* **The data**
[Start of section]

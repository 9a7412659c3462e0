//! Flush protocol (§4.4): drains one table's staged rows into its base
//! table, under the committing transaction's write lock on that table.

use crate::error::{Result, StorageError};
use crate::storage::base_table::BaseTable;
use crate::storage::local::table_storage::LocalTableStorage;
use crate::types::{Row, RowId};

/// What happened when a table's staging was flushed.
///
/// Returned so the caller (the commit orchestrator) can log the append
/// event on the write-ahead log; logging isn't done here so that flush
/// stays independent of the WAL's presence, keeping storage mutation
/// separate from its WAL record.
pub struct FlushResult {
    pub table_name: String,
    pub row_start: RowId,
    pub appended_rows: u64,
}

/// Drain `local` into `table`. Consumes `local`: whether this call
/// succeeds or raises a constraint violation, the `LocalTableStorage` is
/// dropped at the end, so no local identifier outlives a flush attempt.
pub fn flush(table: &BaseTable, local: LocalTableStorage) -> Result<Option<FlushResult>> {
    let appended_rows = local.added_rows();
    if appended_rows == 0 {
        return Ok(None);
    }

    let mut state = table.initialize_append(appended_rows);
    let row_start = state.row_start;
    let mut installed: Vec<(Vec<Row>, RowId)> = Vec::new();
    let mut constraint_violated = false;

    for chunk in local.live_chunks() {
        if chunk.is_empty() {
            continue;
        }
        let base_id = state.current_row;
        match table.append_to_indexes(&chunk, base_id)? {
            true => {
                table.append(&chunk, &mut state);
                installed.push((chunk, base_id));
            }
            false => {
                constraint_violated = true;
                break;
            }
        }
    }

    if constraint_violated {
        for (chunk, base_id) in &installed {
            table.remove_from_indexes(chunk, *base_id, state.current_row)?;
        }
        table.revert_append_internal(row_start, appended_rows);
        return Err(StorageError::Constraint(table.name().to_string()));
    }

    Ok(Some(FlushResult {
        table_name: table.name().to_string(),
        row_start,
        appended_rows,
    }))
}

[End of section]

* **How to complete this task**
From the records above, pull every line that has the string "FlushResult" and copy it.

* **Response to the task**
pub struct FlushResult {
pub fn flush(table: &BaseTable, local: LocalTableStorage) -> Result<Option<FlushResult>> {
    Ok(Some(FlushResult {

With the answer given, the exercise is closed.